_Required work_
Look through the data below for the string "memory", and copy every line where it turns up.

(Collected data entries)

□ □ □

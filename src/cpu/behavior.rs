// (c) 2023 John A. Breaux
// This code is licensed under MIT license (see LICENSE for details)

//! Contains implementations for each Chip-8 [Insn]
//!
//! Every flag-setting instruction computes its flag from the operands as they
//! were before the instruction, writes vF, and only then writes vX. When vX is
//! vF, the result therefore wins over the flag.

use super::*;
use rand::random;

impl CPU {
    /// Executes a single [Insn]. `pc` is the address it was fetched from;
    /// self.pc already points past it.
    #[rustfmt::skip]
    #[allow(non_snake_case)]
    pub(super) fn execute(&mut self, instruction: Insn, pc: Adr) -> Result<()> {
        match instruction {
            Insn::Cls               => self.clear_screen(),
            Insn::Ret               => self.ret(pc)?,
            Insn::Jp      {    A }  => self.jump(A),
            Insn::Call    {    A }  => self.call(A, pc)?,
            Insn::SeByte  { x, B }  => self.skip_equals_immediate(x, B),
            Insn::SneByte { x, B }  => self.skip_not_equals_immediate(x, B),
            Insn::Se      { x, y }  => self.skip_equals(x, y),
            Insn::LdByte  { x, B }  => self.load_immediate(x, B),
            Insn::AddByte { x, B }  => self.add_immediate(x, B),
            Insn::Ld      { x, y }  => self.load(x, y),
            Insn::Or      { x, y }  => self.or(x, y),
            Insn::And     { x, y }  => self.and(x, y),
            Insn::Xor     { x, y }  => self.xor(x, y),
            Insn::Add     { x, y }  => self.add(x, y),
            Insn::Sub     { x, y }  => self.sub(x, y),
            Insn::Shr     { x, y }  => self.shift_right(x, y),
            Insn::Subn    { x, y }  => self.backwards_sub(x, y),
            Insn::Shl     { x, y }  => self.shift_left(x, y),
            Insn::Sne     { x, y }  => self.skip_not_equals(x, y),
            Insn::LdI     {    A }  => self.load_i_immediate(A),
            Insn::JpV0    {    A }  => self.jump_indexed(A),
            Insn::Rnd     { x, B }  => self.rand(x, B),
            Insn::Drw   { x, y, n } => self.draw(x, y, n)?,
            Insn::Skp     { x    }  => self.skip_key_equals(x),
            Insn::Sknp    { x    }  => self.skip_key_not_equals(x),
            Insn::LdVxDt  { x    }  => self.load_delay_timer(x),
            Insn::LdVxK   { x    }  => self.wait_for_key(x, pc),
            Insn::LdDtVx  { x    }  => self.store_delay_timer(x),
            Insn::LdStVx  { x    }  => self.store_sound_timer(x),
            Insn::AddI    { x    }  => self.add_i(x),
            Insn::LdF     { x    }  => self.load_sprite(x),
            Insn::LdB     { x    }  => self.bcd_convert(x)?,
            Insn::LdIVx   { x    }  => self.store_dma(x)?,
            Insn::LdVxI   { x    }  => self.load_dma(x)?,
        }
        Ok(())
    }

    /// Bytes `I..I+len`, as a memory range
    fn i_range(&self, len: usize) -> std::ops::Range<usize> {
        self.i as usize..self.i as usize + len
    }
}

/// |`00En`| Screen and subroutine control
///
/// |opcode| effect                             |
/// |------|------------------------------------|
/// |`00e0`| Clear screen memory to all 0       |
/// |`00ee`| Return from subroutine             |
impl CPU {
    /// |`00e0`| Clears the screen memory to 0
    #[inline(always)]
    pub(super) fn clear_screen(&mut self) {
        self.screen.clear();
    }
    /// |`00ee`| Returns from subroutine
    #[inline(always)]
    pub(super) fn ret(&mut self, pc: Adr) -> Result<()> {
        self.pc = self.stack.pop().ok_or(Error::StackUnderflow { pc })?;
        Ok(())
    }
}

/// |`1aaa`| Sets pc to an absolute address
impl CPU {
    /// |`1aaa`| Sets the program counter to an absolute address
    #[inline(always)]
    pub(super) fn jump(&mut self, a: Adr) {
        self.pc = a;
    }
}

/// |`2aaa`| Pushes pc onto the stack, then jumps to a
impl CPU {
    /// |`2aaa`| Pushes pc onto the stack, then jumps to a
    ///
    /// The pushed pc is the address of the instruction after the call.
    #[inline(always)]
    pub(super) fn call(&mut self, a: Adr, pc: Adr) -> Result<()> {
        if self.stack.len() >= STACK_DEPTH {
            return Err(Error::StackOverflow { pc });
        }
        self.stack.push(self.pc);
        self.pc = a;
        Ok(())
    }
}

/// |`3xbb`..`9xy0`| Conditional skips
///
/// |opcode| effect                             |
/// |------|------------------------------------|
/// |`3xbb`| Skip next instruction if vX == b   |
/// |`4xbb`| Skip next instruction if vX != b   |
/// |`5xy0`| Skip next instruction if vX == vY  |
/// |`9xy0`| Skip next instruction if vX != vY  |
impl CPU {
    #[inline(always)]
    fn skip_if(&mut self, condition: bool) {
        if condition {
            self.pc = self.pc.wrapping_add(2);
        }
    }
    /// |`3xbb`| Skips the next instruction if register X == b
    #[inline(always)]
    pub(super) fn skip_equals_immediate(&mut self, x: Reg, b: u8) {
        self.skip_if(self.v[x] == b)
    }
    /// |`4xbb`| Skips the next instruction if register X != b
    #[inline(always)]
    pub(super) fn skip_not_equals_immediate(&mut self, x: Reg, b: u8) {
        self.skip_if(self.v[x] != b)
    }
    /// |`5xy0`| Skips the next instruction if register X == register Y
    #[inline(always)]
    pub(super) fn skip_equals(&mut self, x: Reg, y: Reg) {
        self.skip_if(self.v[x] == self.v[y])
    }
    /// |`9xy0`| Skips the next instruction if register X != register Y
    #[inline(always)]
    pub(super) fn skip_not_equals(&mut self, x: Reg, y: Reg) {
        self.skip_if(self.v[x] != self.v[y])
    }
}

/// |`6xbb`| Loads immediate byte b into register vX
impl CPU {
    /// |`6xbb`| Loads immediate byte b into register vX
    #[inline(always)]
    pub(super) fn load_immediate(&mut self, x: Reg, b: u8) {
        self.v[x] = b;
    }
}

/// |`7xbb`| Adds immediate byte b to register vX
impl CPU {
    /// |`7xbb`| Adds immediate byte b to register vX. vF is untouched.
    #[inline(always)]
    pub(super) fn add_immediate(&mut self, x: Reg, b: u8) {
        self.v[x] = self.v[x].wrapping_add(b);
    }
}

/// |`8xyn`| Performs ALU operation
///
/// |opcode| effect                             |
/// |------|------------------------------------|
/// |`8xy0`| X = Y                              |
/// |`8xy1`| X = X | Y                          |
/// |`8xy2`| X = X & Y                          |
/// |`8xy3`| X = X ^ Y                          |
/// |`8xy4`| X = X + Y; Set vF=carry            |
/// |`8xy5`| X = X - Y; Set vF=!borrow          |
/// |`8xy6`| X = X >> 1; Set vF=bit shifted out |
/// |`8xy7`| X = Y - X; Set vF=!borrow          |
/// |`8xyE`| X = X << 1; Set vF=bit shifted out |
impl CPU {
    /// Writes vF, then vX
    #[inline(always)]
    fn set_with_flag(&mut self, x: Reg, value: u8, flag: bool) {
        self.v[0xf] = flag.into();
        self.v[x] = value;
    }
    /// |`8xy0`| Loads the value of y into x
    #[inline(always)]
    pub(super) fn load(&mut self, x: Reg, y: Reg) {
        self.v[x] = self.v[y];
    }
    /// |`8xy1`| Performs bitwise or of vX and vY, and stores the result in vX
    ///
    /// # Quirk
    /// [Quirks::vf_reset] zeroes vF afterward, as the COSMAC VIP did
    #[inline(always)]
    pub(super) fn or(&mut self, x: Reg, y: Reg) {
        self.v[x] |= self.v[y];
        if self.flags.quirks.vf_reset {
            self.v[0xf] = 0;
        }
    }
    /// |`8xy2`| Performs bitwise and of vX and vY, and stores the result in vX
    ///
    /// # Quirk
    /// [Quirks::vf_reset] zeroes vF afterward, as the COSMAC VIP did
    #[inline(always)]
    pub(super) fn and(&mut self, x: Reg, y: Reg) {
        self.v[x] &= self.v[y];
        if self.flags.quirks.vf_reset {
            self.v[0xf] = 0;
        }
    }
    /// |`8xy3`| Performs bitwise xor of vX and vY, and stores the result in vX
    ///
    /// # Quirk
    /// [Quirks::vf_reset] zeroes vF afterward, as the COSMAC VIP did
    #[inline(always)]
    pub(super) fn xor(&mut self, x: Reg, y: Reg) {
        self.v[x] ^= self.v[y];
        if self.flags.quirks.vf_reset {
            self.v[0xf] = 0;
        }
    }
    /// |`8xy4`| Performs addition of vX and vY, and stores the result in vX.
    /// vF is 1 iff the true sum exceeds 255.
    #[inline(always)]
    pub(super) fn add(&mut self, x: Reg, y: Reg) {
        let (sum, carry) = self.v[x].overflowing_add(self.v[y]);
        self.set_with_flag(x, sum, carry);
    }
    /// |`8xy5`| Performs subtraction of vX and vY, and stores the result in vX.
    /// vF is 1 iff vX >= vY.
    #[inline(always)]
    pub(super) fn sub(&mut self, x: Reg, y: Reg) {
        let (difference, borrow) = self.v[x].overflowing_sub(self.v[y]);
        self.set_with_flag(x, difference, !borrow);
    }
    /// |`8xy6`| Performs bitwise right shift of vX
    ///
    /// # Quirk
    /// [Quirks::shift_vy] shifts vY into vX instead
    #[inline(always)]
    pub(super) fn shift_right(&mut self, x: Reg, y: Reg) {
        let src = self.v[if self.flags.quirks.shift_vy { y } else { x }];
        self.set_with_flag(x, src >> 1, src & 1 != 0);
    }
    /// |`8xy7`| Performs subtraction of vY and vX, and stores the result in vX.
    /// vF is 1 iff vY >= vX.
    #[inline(always)]
    pub(super) fn backwards_sub(&mut self, x: Reg, y: Reg) {
        let (difference, borrow) = self.v[y].overflowing_sub(self.v[x]);
        self.set_with_flag(x, difference, !borrow);
    }
    /// |`8xyE`| Performs bitwise left shift of vX
    ///
    /// # Quirk
    /// [Quirks::shift_vy] shifts vY into vX instead
    #[inline(always)]
    pub(super) fn shift_left(&mut self, x: Reg, y: Reg) {
        let src = self.v[if self.flags.quirks.shift_vy { y } else { x }];
        self.set_with_flag(x, src << 1, src >> 7 != 0);
    }
}

/// |`Aaaa`| Load address #a into register I
impl CPU {
    /// |`Aadr`| Load address #adr into register I
    #[inline(always)]
    pub(super) fn load_i_immediate(&mut self, a: Adr) {
        self.i = a;
    }
}

/// |`Baaa`| Jump to &adr + v0
impl CPU {
    /// |`Badr`| Jump to &adr + v0
    #[inline(always)]
    pub(super) fn jump_indexed(&mut self, a: Adr) {
        self.pc = a.wrapping_add(self.v[0] as Adr);
    }
}

/// |`Cxbb`| Stores a random number & the provided byte into vX
impl CPU {
    /// |`Cxbb`| Stores a random number & the provided byte into vX
    #[inline(always)]
    pub(super) fn rand(&mut self, x: Reg, b: u8) {
        self.v[x] = random::<u8>() & b;
    }
}

/// |`Dxyn`| Draws n-byte sprite to the screen at coordinates (vX, vY)
impl CPU {
    /// |`Dxyn`| Draws n-byte sprite to the screen at coordinates (vX, vY)
    ///
    /// vF is set to 1 if any lit pixel was erased, else 0
    #[inline(always)]
    pub(super) fn draw(&mut self, x: Reg, y: Reg, n: Nib) -> Result<()> {
        let (x, y) = (self.v[x] as usize, self.v[y] as usize);
        let sprite = self.mem.get(self.i_range(n as usize))?;
        let collision = self.screen.draw(x, y, sprite);
        self.v[0xf] = collision.into();
        Ok(())
    }
}

/// |`Exbb`| Skips instruction on value of keypress
///
/// |opcode| effect                             |
/// |------|------------------------------------|
/// |`eX9e`| Skip next instruction if key vX is held     |
/// |`eXa1`| Skip next instruction if key vX is not held |
impl CPU {
    /// |`Ex9E`| Skip next instruction if key vX is held
    #[inline(always)]
    pub(super) fn skip_key_equals(&mut self, x: Reg) {
        self.skip_if(self.keypad.is_down(self.v[x] as usize & 0xf))
    }
    /// |`ExA1`| Skip next instruction if key vX is not held
    #[inline(always)]
    pub(super) fn skip_key_not_equals(&mut self, x: Reg) {
        self.skip_if(!self.keypad.is_down(self.v[x] as usize & 0xf))
    }
}

/// |`Fxbb`| Performs IO
///
/// |opcode| effect                             |
/// |------|------------------------------------|
/// |`fX07`| Set vX to value in delay timer     |
/// |`fX0a`| Wait for input, store key in vX    |
/// |`fX15`| Set delay timer to the value in vX |
/// |`fX18`| Set sound timer to the value in vX |
/// |`fX1e`| Add vX to I                        |
/// |`fX29`| Load sprite for character x into I |
/// |`fX33`| BCD convert X into I[0..3]         |
/// |`fX55`| DMA Stor from I to registers 0..=X |
/// |`fX65`| DMA Load from I to registers 0..=X |
impl CPU {
    /// |`Fx07`| Get the current DT, and put it in vX
    /// ```py
    /// vX = DT
    /// ```
    #[inline(always)]
    pub(super) fn load_delay_timer(&mut self, x: Reg) {
        self.v[x] = self.delay;
    }
    /// |`Fx0A`| Wait for key, then vX = K
    ///
    /// Rewinds pc onto this instruction and suspends execution.
    /// [CPU::set_key] finishes the instruction when a key goes down.
    #[inline(always)]
    pub(super) fn wait_for_key(&mut self, x: Reg, pc: Adr) {
        self.pc = pc;
        self.flags.keypause = Some(x);
        debug!("Waiting at {pc:03x} for a key press into v{x:X}");
    }
    /// |`Fx15`| Load vX into DT
    /// ```py
    /// DT = vX
    /// ```
    #[inline(always)]
    pub(super) fn store_delay_timer(&mut self, x: Reg) {
        self.delay = self.v[x];
    }
    /// |`Fx18`| Load vX into ST
    /// ```py
    /// ST = vX;
    /// ```
    #[inline(always)]
    pub(super) fn store_sound_timer(&mut self, x: Reg) {
        self.sound = self.v[x];
    }
    /// |`Fx1e`| Add vX to I,
    /// ```py
    /// I += vX;
    /// ```
    #[inline(always)]
    pub(super) fn add_i(&mut self, x: Reg) {
        self.i = self.i.wrapping_add(self.v[x] as Adr);
    }
    /// |`Fx29`| Load sprite for character x into I
    /// ```py
    /// I = sprite(X);
    /// ```
    /// Only the low nibble of vX selects the glyph.
    #[inline(always)]
    pub(super) fn load_sprite(&mut self, x: Reg) {
        self.i = self.font + mem::GLYPH_SIZE * (self.v[x] as Adr & 0xf);
    }
    /// |`Fx33`| BCD convert X into I`[0..3]`
    #[inline(always)]
    pub(super) fn bcd_convert(&mut self, x: Reg) -> Result<()> {
        let x = self.v[x];
        let range = self.i_range(3);
        self.mem
            .get_mut(range)?
            .copy_from_slice(&[x / 100, x / 10 % 10, x % 10]);
        Ok(())
    }
    /// |`Fx55`| DMA Stor from I to registers 0..=X
    ///
    /// # Quirk
    /// [Quirks::dma_inc] leaves I at I+X+1 once the transfer is done
    #[inline(always)]
    pub(super) fn store_dma(&mut self, x: Reg) -> Result<()> {
        let range = self.i_range(x + 1);
        self.mem.get_mut(range)?.copy_from_slice(&self.v[..=x]);
        if self.flags.quirks.dma_inc {
            self.i = self.i.wrapping_add(x as Adr + 1);
        }
        Ok(())
    }
    /// |`Fx65`| DMA Load from I to registers 0..=X
    ///
    /// # Quirk
    /// [Quirks::dma_inc] leaves I at I+X+1 once the transfer is done
    #[inline(always)]
    pub(super) fn load_dma(&mut self, x: Reg) -> Result<()> {
        let range = self.i_range(x + 1);
        self.v[..=x].copy_from_slice(self.mem.get(range)?);
        if self.flags.quirks.dma_inc {
            self.i = self.i.wrapping_add(x as Adr + 1);
        }
        Ok(())
    }
}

□ □ □

_Finished task_
    /// Bytes `I..I+len`, as a memory range
/// |`00e0`| Clear screen memory to all 0       |
    /// |`00e0`| Clears the screen memory to 0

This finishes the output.